● **ASSIGNMENT**
The data below should be duplicated in full, unchanged.

Segment Start: DATASET EXTRACT

//! Hexadecimal helpers for configuration and diagnostics.
//!
//! Framing markers and headers are usually configured as two-character hex
//! strings such as `"0A"` or `"AA"`, and outbound commands are often typed as
//! space separated hex (`"AA 01 FF"`).

use std::fmt::{self, Write as _};

use crate::config::ConfigError;

/// Parse a single byte written as one or two hexadecimal digits.
///
/// Surrounding whitespace and an optional `0x` prefix are accepted.
///
/// ```
/// use reframe::hex::parse_hex_byte;
///
/// assert_eq!(parse_hex_byte("0A").unwrap(), 0x0A);
/// assert_eq!(parse_hex_byte(" 0xaa ").unwrap(), 0xAA);
/// assert!(parse_hex_byte("1FF").is_err());
/// ```
///
/// # Errors
///
/// Returns [`ConfigError::InvalidHex`] when the input is empty, longer than
/// two digits, or contains a non-hex character.
pub fn parse_hex_byte(input: &str) -> Result<u8, ConfigError> {
    let trimmed = input.trim();
    let digits = trimmed
        .strip_prefix("0x")
        .or_else(|| trimmed.strip_prefix("0X"))
        .unwrap_or(trimmed);
    if digits.is_empty() || digits.len() > 2 || !digits.bytes().all(|b| b.is_ascii_hexdigit()) {
        return Err(invalid(input));
    }
    u8::from_str_radix(digits, 16).map_err(|_| invalid(input))
}

/// Parse a string of hex digit pairs into bytes, ignoring whitespace.
///
/// ```
/// use reframe::hex::parse_hex_bytes;
///
/// assert_eq!(parse_hex_bytes("AA 01 ff").unwrap(), vec![0xAA, 0x01, 0xFF]);
/// assert_eq!(parse_hex_bytes("AA01FF").unwrap(), vec![0xAA, 0x01, 0xFF]);
/// ```
///
/// # Errors
///
/// Returns [`ConfigError::InvalidHex`] for an odd number of digits or any
/// non-hex character.
pub fn parse_hex_bytes(input: &str) -> Result<Vec<u8>, ConfigError> {
    let digits: String = input.chars().filter(|c| !c.is_whitespace()).collect();
    ::hex::decode(digits).map_err(|_| invalid(input))
}

fn invalid(input: &str) -> ConfigError {
    ConfigError::InvalidHex {
        input: input.to_owned(),
    }
}

/// Formats bytes as upper-case hex pairs joined by `-`, e.g. `AA-01-FF`.
///
/// Used for diagnostic logging of emitted frames.
pub struct HexDisplay<'a>(pub &'a [u8]);

impl fmt::Display for HexDisplay<'_> {
    fn fmt(&self, f: &mut fmt::Formatter<'_>) -> fmt::Result {
        let encoded = ::hex::encode_upper(self.0);
        for (i, start) in (0..encoded.len()).step_by(2).enumerate() {
            if i > 0 {
                f.write_char('-')?;
            }
            f.write_str(&encoded[start..start + 2])?;
        }
        Ok(())
    }
}

#[cfg(test)]
mod tests {
    use rstest::rstest;

    use super::*;

    #[rstest]
    #[case("0A", 0x0A)]
    #[case("aa", 0xAA)]
    #[case("7", 0x07)]
    #[case("0xFF", 0xFF)]
    #[case(" 0D ", 0x0D)]
    fn parses_single_bytes(#[case] input: &str, #[case] expected: u8) {
        assert_eq!(parse_hex_byte(input).expect("valid hex"), expected);
    }

    #[rstest]
    #[case::empty("")]
    #[case::too_long("100")]
    #[case::not_hex("ZZ")]
    #[case::bare_prefix("0x")]
    #[case::signed("+A")]
    fn rejects_invalid_single_bytes(#[case] input: &str) {
        assert!(matches!(
            parse_hex_byte(input),
            Err(ConfigError::InvalidHex { input: ref i }) if i == input
        ));
    }

    #[rstest]
    #[case::odd("AA 0")]
    #[case::garbage("AA GG")]
    #[case::signed("+A 01")]
    fn rejects_invalid_byte_strings(#[case] input: &str) {
        assert!(parse_hex_bytes(input).is_err());
    }

    #[rstest]
    #[case::spaced("AA 01 ff", vec![0xAA, 0x01, 0xFF])]
    #[case::packed("aa01FF", vec![0xAA, 0x01, 0xFF])]
    #[case::mixed_whitespace("0d\t0A\n 7e", vec![0x0D, 0x0A, 0x7E])]
    fn parses_byte_strings(#[case] input: &str, #[case] expected: Vec<u8>) {
        assert_eq!(parse_hex_bytes(input).expect("valid hex"), expected);
    }

    #[test]
    fn empty_string_parses_to_no_bytes() {
        assert_eq!(parse_hex_bytes("  ").expect("whitespace only"), Vec::<u8>::new());
    }

    #[test]
    fn display_joins_with_dashes() {
        assert_eq!(HexDisplay(&[0xAA, 0x01, 0x0F]).to_string(), "AA-01-0F");
        assert_eq!(HexDisplay(&[]).to_string(), "");
    }
}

Segment End: DATASET EXTRACT

● **WRITTEN SOLUTION**
//! Hexadecimal helpers for configuration and diagnostics.
//!
//! Framing markers and headers are usually configured as two-character hex
//! strings such as `"0A"` or `"AA"`, and outbound commands are often typed as
//! space separated hex (`"AA 01 FF"`).

use std::fmt::{self, Write as _};

use crate::config::ConfigError;

/// Parse a single byte written as one or two hexadecimal digits.
///
/// Surrounding whitespace and an optional `0x` prefix are accepted.
///
/// ```
/// use reframe::hex::parse_hex_byte;
///
/// assert_eq!(parse_hex_byte("0A").unwrap(), 0x0A);
/// assert_eq!(parse_hex_byte(" 0xaa ").unwrap(), 0xAA);
/// assert!(parse_hex_byte("1FF").is_err());
/// ```
///
/// # Errors
///
/// Returns [`ConfigError::InvalidHex`] when the input is empty, longer than
/// two digits, or contains a non-hex character.
pub fn parse_hex_byte(input: &str) -> Result<u8, ConfigError> {
    let trimmed = input.trim();
    let digits = trimmed
        .strip_prefix("0x")
        .or_else(|| trimmed.strip_prefix("0X"))
        .unwrap_or(trimmed);
    if digits.is_empty() || digits.len() > 2 || !digits.bytes().all(|b| b.is_ascii_hexdigit()) {
        return Err(invalid(input));
    }
    u8::from_str_radix(digits, 16).map_err(|_| invalid(input))
}

/// Parse a string of hex digit pairs into bytes, ignoring whitespace.
///
/// ```
/// use reframe::hex::parse_hex_bytes;
///
/// assert_eq!(parse_hex_bytes("AA 01 ff").unwrap(), vec![0xAA, 0x01, 0xFF]);
/// assert_eq!(parse_hex_bytes("AA01FF").unwrap(), vec![0xAA, 0x01, 0xFF]);
/// ```
///
/// # Errors
///
/// Returns [`ConfigError::InvalidHex`] for an odd number of digits or any
/// non-hex character.
pub fn parse_hex_bytes(input: &str) -> Result<Vec<u8>, ConfigError> {
    let digits: String = input.chars().filter(|c| !c.is_whitespace()).collect();
    ::hex::decode(digits).map_err(|_| invalid(input))
}

fn invalid(input: &str) -> ConfigError {
    ConfigError::InvalidHex {
        input: input.to_owned(),
    }
}

/// Formats bytes as upper-case hex pairs joined by `-`, e.g. `AA-01-FF`.
///
/// Used for diagnostic logging of emitted frames.
pub struct HexDisplay<'a>(pub &'a [u8]);

impl fmt::Display for HexDisplay<'_> {
    fn fmt(&self, f: &mut fmt::Formatter<'_>) -> fmt::Result {
        let encoded = ::hex::encode_upper(self.0);
        for (i, start) in (0..encoded.len()).step_by(2).enumerate() {
            if i > 0 {
                f.write_char('-')?;
            }
            f.write_str(&encoded[start..start + 2])?;
        }
        Ok(())
    }
}

#[cfg(test)]
mod tests {
    use rstest::rstest;

    use super::*;

    #[rstest]
    #[case("0A", 0x0A)]
    #[case("aa", 0xAA)]
    #[case("7", 0x07)]
    #[case("0xFF", 0xFF)]
    #[case(" 0D ", 0x0D)]
    fn parses_single_bytes(#[case] input: &str, #[case] expected: u8) {
        assert_eq!(parse_hex_byte(input).expect("valid hex"), expected);
    }

    #[rstest]
    #[case::empty("")]
    #[case::too_long("100")]
    #[case::not_hex("ZZ")]
    #[case::bare_prefix("0x")]
    #[case::signed("+A")]
    fn rejects_invalid_single_bytes(#[case] input: &str) {
        assert!(matches!(
            parse_hex_byte(input),
            Err(ConfigError::InvalidHex { input: ref i }) if i == input
        ));
    }

    #[rstest]
    #[case::odd("AA 0")]
    #[case::garbage("AA GG")]
    #[case::signed("+A 01")]
    fn rejects_invalid_byte_strings(#[case] input: &str) {
        assert!(parse_hex_bytes(input).is_err());
    }

    #[rstest]
    #[case::spaced("AA 01 ff", vec![0xAA, 0x01, 0xFF])]
    #[case::packed("aa01FF", vec![0xAA, 0x01, 0xFF])]
    #[case::mixed_whitespace("0d\t0A\n 7e", vec![0x0D, 0x0A, 0x7E])]
    fn parses_byte_strings(#[case] input: &str, #[case] expected: Vec<u8>) {
        assert_eq!(parse_hex_bytes(input).expect("valid hex"), expected);
    }

    #[test]
    fn empty_string_parses_to_no_bytes() {
        assert_eq!(parse_hex_bytes("  ").expect("whitespace only"), Vec::<u8>::new());
    }

    #[test]
    fn display_joins_with_dashes() {
        assert_eq!(HexDisplay(&[0xAA, 0x01, 0x0F]).to_string(), "AA-01-0F");
        assert_eq!(HexDisplay(&[]).to_string(), "");
    }
}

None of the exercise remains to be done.